Proteomic identification of responsive proteins of Vibrio parahaemolyticus under high hydrostatic pressure.

BACKGROUND: High hydrostatic pressure (HHP) processing is currently being used as a treatment for certain foods to inhibit spoilage organisms and control the presence of foodborne pathogens. In this study proteome profiles were performed by two-dimensional gel electrophoresis (2-DE) coupled with MALDI-TOF/TOF identification to determine the effects of HHP (50, 100, 150 and 200 MPa, each for 10 min) on Vibrio parahaemolyticus ATCC 17802 (∼8 log CFU mL⁻¹) in order to understand how it responds to mechanical stress injury.

RESULTS: Multiple comparisons of 2-DE revealed that the majority of changes in protein abundance occurred in a pressure-dependent fashion. A total of 18 differentially expressed protein spots were successfully identified by MALDI-TOF/TOF analysis. Moreover, quantitative RT-PCR and immunoblotting also substantiated the changes of transcriptional and translational levels of representative proteins.
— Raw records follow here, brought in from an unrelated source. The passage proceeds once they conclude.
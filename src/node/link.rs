//! Node Link: the query/control channel to one running instance
//!
//! Implemented by a database-specific adapter; the crate ships a
//! simulated adapter in `crate::sim`. The link is owned exclusively by
//! its node controller: the monitor and the fault scheduler never touch
//! it directly.

use async_trait::async_trait;

use crate::topology::{Endpoint, NodeRole};

use super::errors::LinkError;
use super::stats::{Lsn, StatsSnapshot};

/// Which lag-query variant a node supports, selected by role.
///
/// A capability table rather than a type hierarchy: the controller
/// picks the shape once from the node's role and the adapter issues the
/// matching query set.
#[derive(Debug, Clone, Copy, PartialEq, Eq)]
pub enum StatusShape {
    /// Wait thresholds + downstream set + own position
    Primary,
    /// Downstream set + own receive/apply positions
    Forwarding,
    /// Own receive/apply positions only
    Terminal,
}

impl StatusShape {
    /// The query shape a role supports
    pub fn for_role(role: NodeRole) -> Self {
        match role {
            NodeRole::Primary => StatusShape::Primary,
            NodeRole::Replica => StatusShape::Forwarding,
            NodeRole::TerminalReplica => StatusShape::Terminal,
        }
    }
}

/// Query/control channel to one running database instance.
///
/// Dropping the link closes the underlying connection.
#[async_trait]
pub trait NodeLink: Send + Sync {
    /// Query current replication progress in the given shape
    async fn query_replication_status(&self, shape: StatusShape)
        -> Result<StatsSnapshot, LinkError>;

    /// Query the node's current insert position
    async fn query_current_position(&self) -> Result<Lsn, LinkError>;

    /// Suspend WAL replay on this node
    async fn pause_replay(&self) -> Result<(), LinkError>;

    /// Resume WAL replay on this node
    async fn resume_replay(&self) -> Result<(), LinkError>;

    /// Issue one probe write; returns when the write is acknowledged
    /// under the cluster's durability rules
    async fn execute_probe_write(&self) -> Result<(), LinkError>;

    /// Signed distance between two positions, in log bytes.
    ///
    /// Positions are totally ordered 64-bit values, so the default
    /// computes locally; an adapter may override to delegate to a
    /// server-side computation.
    fn lsn_distance(&self, a: Lsn, b: Lsn) -> i64 {
        a.distance(b)
    }
}

/// Opens node links. One connector serves the whole cluster.
#[async_trait]
pub trait LinkConnector: Send + Sync {
    /// Establish a link to the instance at `endpoint`
    async fn connect(&self, endpoint: &Endpoint) -> Result<Box<dyn NodeLink>, LinkError>;
}
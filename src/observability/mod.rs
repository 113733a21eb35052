//! Observability subsystem for cascmon
//!
//! - Structured logging (JSON, one line per event)
//! - Typed lifecycle events
//!
//! # Principles
//!
//! 1. Observability is read-only
//! 2. No side effects on monitoring or fault execution
//! 3. Deterministic output
//!
//! # Usage
//!
//! ```ignore
//! use cascmon::observability::{log_event_with_fields, Event};
//!
//! log_event_with_fields(Event::NodeStarted, &[("node", "line0-1")]);
//! ```

mod events;
mod logger;

pub use events::Event;
pub use logger::{Logger, Severity};

/// Log a lifecycle event
pub fn log_event(event: Event) {
    log_event_with_fields(event, &[]);
}

/// Log a lifecycle event with fields
pub fn log_event_with_fields(event: Event, fields: &[(&str, &str)]) {
    let severity = if event.is_degraded() {
        Severity::Warn
    } else {
        Severity::Info
    };
    Logger::log(severity, event.as_str(), fields);
}
//! Node identity and topology position
//!
//! Everything here is fixed at build time: role, durability mode,
//! endpoint, and chain position never change while a cluster runs.

use std::fmt;
use std::path::PathBuf;

use serde::{Deserialize, Serialize};

/// Node role within the replication tree.
///
/// The role selects the lag-query shape: terminal nodes report only
/// their own receive/apply positions, non-terminal nodes additionally
/// report forwarding thresholds for their downstream set, and the
/// primary reports the wait thresholds it is blocked on.
#[derive(Debug, Clone, Copy, PartialEq, Eq, Serialize, Deserialize)]
#[serde(rename_all = "snake_case")]
pub enum NodeRole {
    /// Sole root of the tree; origin of the write-ahead stream
    Primary,
    /// Cascading replica: applies the stream and forwards it downstream
    Replica,
    /// Replica with no children (derived from tree shape, not configured)
    TerminalReplica,
}

impl NodeRole {
    /// Whether this node is the primary
    pub fn is_primary(&self) -> bool {
        matches!(self, NodeRole::Primary)
    }

    /// Whether this node forwards the stream to children
    pub fn is_forwarding(&self) -> bool {
        matches!(self, NodeRole::Primary | NodeRole::Replica)
    }

    /// Returns the string representation
    pub fn as_str(&self) -> &'static str {
        match self {
            NodeRole::Primary => "primary",
            NodeRole::Replica => "replica",
            NodeRole::TerminalReplica => "terminal_replica",
        }
    }
}

impl fmt::Display for NodeRole {
    fn fmt(&self, f: &mut fmt::Formatter<'_>) -> fmt::Result {
        write!(f, "{}", self.as_str())
    }
}

/// What the primary must observe from a node's subtree before treating
/// a write as durable there.
#[derive(Debug, Clone, Copy, PartialEq, Eq, Default, Serialize, Deserialize)]
#[serde(rename_all = "snake_case")]
pub enum DurabilityMode {
    /// Asynchronous: the primary never waits for this subtree
    #[default]
    None,
    /// Wait until the write reaches the standby's OS buffers
    Write,
    /// Wait until the write is flushed to the standby's disk
    Flush,
    /// Wait until the write is applied and visible on the standby
    Apply,
}

impl DurabilityMode {
    /// Returns the string representation
    pub fn as_str(&self) -> &'static str {
        match self {
            DurabilityMode::None => "none",
            DurabilityMode::Write => "write",
            DurabilityMode::Flush => "flush",
            DurabilityMode::Apply => "apply",
        }
    }
}

impl fmt::Display for DurabilityMode {
    fn fmt(&self, f: &mut fmt::Formatter<'_>) -> fmt::Result {
        write!(f, "{}", self.as_str())
    }
}

/// Network endpoint pre-assigned to a node
#[derive(Debug, Clone, PartialEq, Eq, Hash, Serialize, Deserialize)]
pub struct Endpoint {
    pub host: String,
    pub port: u16,
}

impl Endpoint {
    pub fn new(host: impl Into<String>, port: u16) -> Self {
        Self {
            host: host.into(),
            port,
        }
    }
}

impl fmt::Display for Endpoint {
    fn fmt(&self, f: &mut fmt::Formatter<'_>) -> fmt::Result {
        write!(f, "{}:{}", self.host, self.port)
    }
}

/// Position of a replica within its chain.
///
/// Chain `i` is the subtree under the primary's `i`-th child; `index`
/// is the node's pre-order position within that subtree. The primary
/// has no chain position (the sentinel is `Option::None` on NodeMeta).
#[derive(Debug, Clone, Copy, PartialEq, Eq, Serialize, Deserialize)]
pub struct ChainPosition {
    pub chain: u32,
    pub index: u32,
}

impl fmt::Display for ChainPosition {
    fn fmt(&self, f: &mut fmt::Formatter<'_>) -> fmt::Result {
        write!(f, "{}/{}", self.chain, self.index)
    }
}

/// Node identity: name, role, durability, endpoint, chain position.
#[derive(Debug, Clone)]
pub struct NodeMeta {
    /// Unique name within the cluster
    pub name: String,
    /// Final role (terminal replicas derived by the builder)
    pub role: NodeRole,
    /// Durability mode the primary applies to this node's subtree
    pub durability: DurabilityMode,
    /// Pre-assigned query/control endpoint
    pub endpoint: Endpoint,
    /// Data directory handed to process control
    pub data_dir: PathBuf,
    /// Chain position; `None` for the primary
    pub position: Option<ChainPosition>,
}
//! Fault scheduler
//!
//! Each accepted disruption runs as an independent task bound to one
//! node's controller, so faults against different nodes proceed
//! concurrently and never block the monitor tick. The active-fault
//! registry enforces at-most-one in-flight disruption per node:
//! overlapping transitions on the same controller are rejected up
//! front, not interleaved. Every task carries a cancellation token,
//! the operator-override hook that aborts a pending counter-action.

use std::collections::HashMap;
use std::sync::{Arc, Mutex, MutexGuard};
use std::time::Duration;

use tokio::time;
use tokio_util::sync::CancellationToken;
use uuid::Uuid;

use crate::node::{NodeController, NodeError};
use crate::observability::{log_event_with_fields, Event, Logger, Severity};
use crate::topology::Topology;

use super::command::{FaultAction, FaultDuration, FaultRequest};
use super::errors::{FaultError, FaultResult};

/// Restart attempts after the kill duration elapses
const RESTART_ATTEMPTS: u32 = 3;

/// One in-flight disruption
pub struct ActiveFault {
    pub id: Uuid,
    pub action: FaultAction,
    pub cancel: CancellationToken,
}

/// Accepts disruption requests and runs them as tracked tasks.
pub struct FaultScheduler {
    topology: Arc<Topology>,
    active: Arc<Mutex<HashMap<String, ActiveFault>>>,
    restart_retry_delay: Duration,
}

impl FaultScheduler {
    pub fn new(topology: Arc<Topology>) -> Self {
        Self {
            topology,
            active: Arc::new(Mutex::new(HashMap::new())),
            restart_retry_delay: Duration::from_secs(1),
        }
    }

    /// Override the delay between restart attempts
    pub fn with_restart_retry_delay(mut self, delay: Duration) -> Self {
        self.restart_retry_delay = delay;
        self
    }

    /// Validate and dispatch one disruption.
    ///
    /// Rejections (`UnknownNode`, `NodeBusy`) are synchronous and leave
    /// every node untouched. On success the fault runs as an
    /// independent task; the returned id identifies it in logs.
    pub fn submit(&self, request: FaultRequest) -> FaultResult<Uuid> {
        let controller = match self.topology.node_at(request.chain, request.index) {
            Some(controller) => Arc::clone(controller),
            None => {
                let err = FaultError::UnknownNode {
                    chain: request.chain,
                    index: request.index,
                };
                log_event_with_fields(
                    Event::FaultRejected,
                    &[("reason", &err.to_string())],
                );
                return Err(err);
            }
        };

        let name = controller.name().to_owned();
        let id = Uuid::new_v4();
        let token = CancellationToken::new();
        {
            let mut active = lock(&self.active);
            if active.contains_key(&name) {
                log_event_with_fields(
                    Event::FaultRejected,
                    &[("node", name.as_str()), ("reason", "busy")],
                );
                return Err(FaultError::NodeBusy(name));
            }
            active.insert(
                name.clone(),
                ActiveFault {
                    id,
                    action: request.action,
                    cancel: token.clone(),
                },
            );
        }

        log_event_with_fields(
            Event::FaultScheduled,
            &[
                ("node", name.as_str()),
                ("action", request.action.as_str()),
                ("duration", &request.duration.to_string()),
                ("task", &id.to_string()),
            ],
        );

        let registry = Arc::clone(&self.active);
        let retry_delay = self.restart_retry_delay;
        tokio::spawn(async move {
            match request.action {
                FaultAction::PauseReplay => {
                    run_pause(&controller, request.duration, &token).await;
                }
                FaultAction::KillAndRestart => {
                    run_kill(&controller, request.duration, &token, retry_delay).await;
                }
            }

            lock(&registry).remove(&name);
            let done = if token.is_cancelled() {
                Event::FaultCancelled
            } else {
                Event::FaultCompleted
            };
            log_event_with_fields(done, &[("node", name.as_str()), ("task", &id.to_string())]);
        });

        Ok(id)
    }

    /// Operator override: abort the pending counter-action of the
    /// node's in-flight fault, if any. Returns whether a task was
    /// signalled.
    pub fn cancel(&self, chain: u32, index: u32) -> FaultResult<bool> {
        let controller = self
            .topology
            .node_at(chain, index)
            .ok_or(FaultError::UnknownNode { chain, index })?;
        let active = lock(&self.active);
        match active.get(controller.name()) {
            Some(fault) => {
                fault.cancel.cancel();
                Ok(true)
            }
            None => Ok(false),
        }
    }

    /// Whether a node currently has a disruption in flight
    pub fn is_busy(&self, name: &str) -> bool {
        lock(&self.active).contains_key(name)
    }

    /// Number of in-flight disruptions
    pub fn active_count(&self) -> usize {
        lock(&self.active).len()
    }
}

fn lock<'a>(
    registry: &'a Arc<Mutex<HashMap<String, ActiveFault>>>,
) -> MutexGuard<'a, HashMap<String, ActiveFault>> {
    match registry.lock() {
        Ok(guard) => guard,
        Err(poisoned) => poisoned.into_inner(),
    }
}

/// Pause now; resume after the duration unless cancelled. An
/// indefinite pause schedules no resume: the node stays paused until
/// an explicit `resume_replay()`.
async fn run_pause(controller: &NodeController, duration: FaultDuration, token: &CancellationToken) {
    if let Err(e) = controller.pause_replay().await {
        fault_failed(controller, "pause replay", &e);
        return;
    }
    if let FaultDuration::Finite(hold) = duration {
        tokio::select! {
            _ = time::sleep(hold) => {
                if let Err(e) = controller.resume_replay().await {
                    fault_failed(controller, "resume replay", &e);
                }
            }
            _ = token.cancelled() => {
                // operator override: no counter-action fires
            }
        }
    }
}

/// Kill now; restart after the duration unless cancelled or
/// indefinite. Restart failures leave the node killed and are retried
/// a bounded number of times.
async fn run_kill(
    controller: &NodeController,
    duration: FaultDuration,
    token: &CancellationToken,
    retry_delay: Duration,
) {
    match controller.kill().await {
        Ok(()) => {}
        Err(NodeError::ProcessStop { .. }) => {
            // already marked killed; the stop error is informational
        }
        Err(e) => {
            fault_failed(controller, "kill", &e);
            return;
        }
    }

    let hold = match duration {
        FaultDuration::Finite(hold) => hold,
        // no restart task at all; the node stays killed until an
        // explicit operator start()
        FaultDuration::Indefinite => return,
    };

    tokio::select! {
        _ = time::sleep(hold) => {}
        _ = token.cancelled() => return,
    }

    for attempt in 1..=RESTART_ATTEMPTS {
        match controller.restart().await {
            Ok(()) => return,
            Err(e) => {
                log_event_with_fields(
                    Event::RestartAttemptFailed,
                    &[
                        ("node", controller.name()),
                        ("attempt", &attempt.to_string()),
                        ("reason", &e.to_string()),
                    ],
                );
            }
        }
        if attempt < RESTART_ATTEMPTS {
            tokio::select! {
                _ = time::sleep(retry_delay) => {}
                _ = token.cancelled() => return,
            }
        }
    }
}

fn fault_failed(controller: &NodeController, op: &str, err: &NodeError) {
    Logger::log(
        Severity::Error,
        "FAULT_FAILED",
        &[
            ("node", controller.name()),
            ("op", op),
            ("reason", &err.to_string()),
        ],
    );
}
CONCLUSIONS: Our results suggested that V. parahaemolyticus may respond to HHP treatment through suppression of membrane stability and functionality (PfaC, Alr2, MltA, PLA2 and PatH), depression of biosynthesis and cellular processes (NadB, PyrB and ArgB), decreased levels of transcription (RpoD) and translation (RpsA, RplJ and PheS), and effective activation of protein folding and stress-related elements (GroES, DnaK and GroEL). This study may provide insight into the nature of the cellular targets of high pressure and in high-pressure resistance mechanisms in V. parahaemolyticus.